DATA TO EXAMINE START

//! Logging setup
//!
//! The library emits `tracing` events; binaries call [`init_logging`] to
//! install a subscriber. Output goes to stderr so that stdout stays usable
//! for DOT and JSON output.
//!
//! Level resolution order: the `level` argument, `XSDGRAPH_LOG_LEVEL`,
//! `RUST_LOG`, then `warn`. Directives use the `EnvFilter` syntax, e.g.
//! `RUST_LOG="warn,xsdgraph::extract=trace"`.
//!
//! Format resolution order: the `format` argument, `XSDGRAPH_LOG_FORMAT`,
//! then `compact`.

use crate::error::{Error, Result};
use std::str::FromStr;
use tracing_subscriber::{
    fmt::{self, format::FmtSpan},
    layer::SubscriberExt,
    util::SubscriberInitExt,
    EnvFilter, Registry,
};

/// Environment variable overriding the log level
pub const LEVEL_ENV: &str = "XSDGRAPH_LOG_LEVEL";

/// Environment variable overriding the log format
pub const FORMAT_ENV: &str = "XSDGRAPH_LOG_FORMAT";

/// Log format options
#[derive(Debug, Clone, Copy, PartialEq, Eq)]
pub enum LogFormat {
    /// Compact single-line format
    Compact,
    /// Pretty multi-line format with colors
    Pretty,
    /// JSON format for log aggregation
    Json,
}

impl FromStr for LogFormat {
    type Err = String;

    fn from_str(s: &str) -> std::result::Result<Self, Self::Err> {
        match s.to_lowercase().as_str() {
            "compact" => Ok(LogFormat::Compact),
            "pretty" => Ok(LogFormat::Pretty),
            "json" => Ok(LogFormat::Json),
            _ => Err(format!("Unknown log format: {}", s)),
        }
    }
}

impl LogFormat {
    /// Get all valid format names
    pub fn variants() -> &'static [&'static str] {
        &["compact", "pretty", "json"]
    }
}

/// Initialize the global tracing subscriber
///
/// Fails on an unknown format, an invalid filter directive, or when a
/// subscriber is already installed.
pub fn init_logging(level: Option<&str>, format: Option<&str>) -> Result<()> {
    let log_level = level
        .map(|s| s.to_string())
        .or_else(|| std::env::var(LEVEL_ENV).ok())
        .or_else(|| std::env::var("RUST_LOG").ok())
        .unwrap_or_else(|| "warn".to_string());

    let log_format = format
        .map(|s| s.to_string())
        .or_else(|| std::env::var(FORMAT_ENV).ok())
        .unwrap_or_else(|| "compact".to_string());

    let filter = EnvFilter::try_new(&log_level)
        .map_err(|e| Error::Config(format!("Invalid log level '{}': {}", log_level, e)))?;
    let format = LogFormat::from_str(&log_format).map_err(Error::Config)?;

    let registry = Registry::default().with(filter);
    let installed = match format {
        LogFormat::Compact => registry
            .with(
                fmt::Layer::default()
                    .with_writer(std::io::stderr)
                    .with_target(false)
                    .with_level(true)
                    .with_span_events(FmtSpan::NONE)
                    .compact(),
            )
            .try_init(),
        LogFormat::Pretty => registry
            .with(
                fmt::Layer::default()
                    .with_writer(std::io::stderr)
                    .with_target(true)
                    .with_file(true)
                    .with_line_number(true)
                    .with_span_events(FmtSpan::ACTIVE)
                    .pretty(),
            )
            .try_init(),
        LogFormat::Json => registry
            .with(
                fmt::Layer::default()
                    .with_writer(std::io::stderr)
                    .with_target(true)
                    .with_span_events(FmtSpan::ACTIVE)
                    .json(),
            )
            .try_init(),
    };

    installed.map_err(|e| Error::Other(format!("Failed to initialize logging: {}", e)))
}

DATA TO EXAMINE END
DATA TO EXAMINE START

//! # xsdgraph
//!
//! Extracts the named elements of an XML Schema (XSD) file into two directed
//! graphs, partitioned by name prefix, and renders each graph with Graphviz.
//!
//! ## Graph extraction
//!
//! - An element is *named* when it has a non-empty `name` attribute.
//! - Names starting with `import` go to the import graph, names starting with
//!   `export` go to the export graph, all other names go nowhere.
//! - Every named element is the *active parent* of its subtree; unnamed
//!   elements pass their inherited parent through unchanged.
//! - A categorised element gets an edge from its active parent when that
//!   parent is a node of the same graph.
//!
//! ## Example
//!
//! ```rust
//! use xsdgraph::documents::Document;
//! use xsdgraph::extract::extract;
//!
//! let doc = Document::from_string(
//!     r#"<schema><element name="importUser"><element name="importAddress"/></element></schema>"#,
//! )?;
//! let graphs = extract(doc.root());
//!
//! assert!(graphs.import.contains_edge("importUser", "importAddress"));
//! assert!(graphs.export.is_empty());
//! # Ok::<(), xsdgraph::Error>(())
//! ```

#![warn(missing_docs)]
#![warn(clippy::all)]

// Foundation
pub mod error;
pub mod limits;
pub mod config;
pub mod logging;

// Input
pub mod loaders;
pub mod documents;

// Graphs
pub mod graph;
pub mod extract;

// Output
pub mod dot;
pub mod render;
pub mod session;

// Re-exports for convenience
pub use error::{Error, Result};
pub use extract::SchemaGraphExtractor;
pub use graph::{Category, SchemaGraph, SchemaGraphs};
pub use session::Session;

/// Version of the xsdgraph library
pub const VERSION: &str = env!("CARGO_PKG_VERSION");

DATA TO EXAMINE END

## WORK TO BE COMPLETED
Each line of the data that holds the word "when" should be copied.

## TASK ANSWER
/// Fails on an unknown format, an invalid filter directive, or when a
//! - An element is *named* when it has a non-empty `name` attribute.
//! - A categorised element gets an edge from its active parent when that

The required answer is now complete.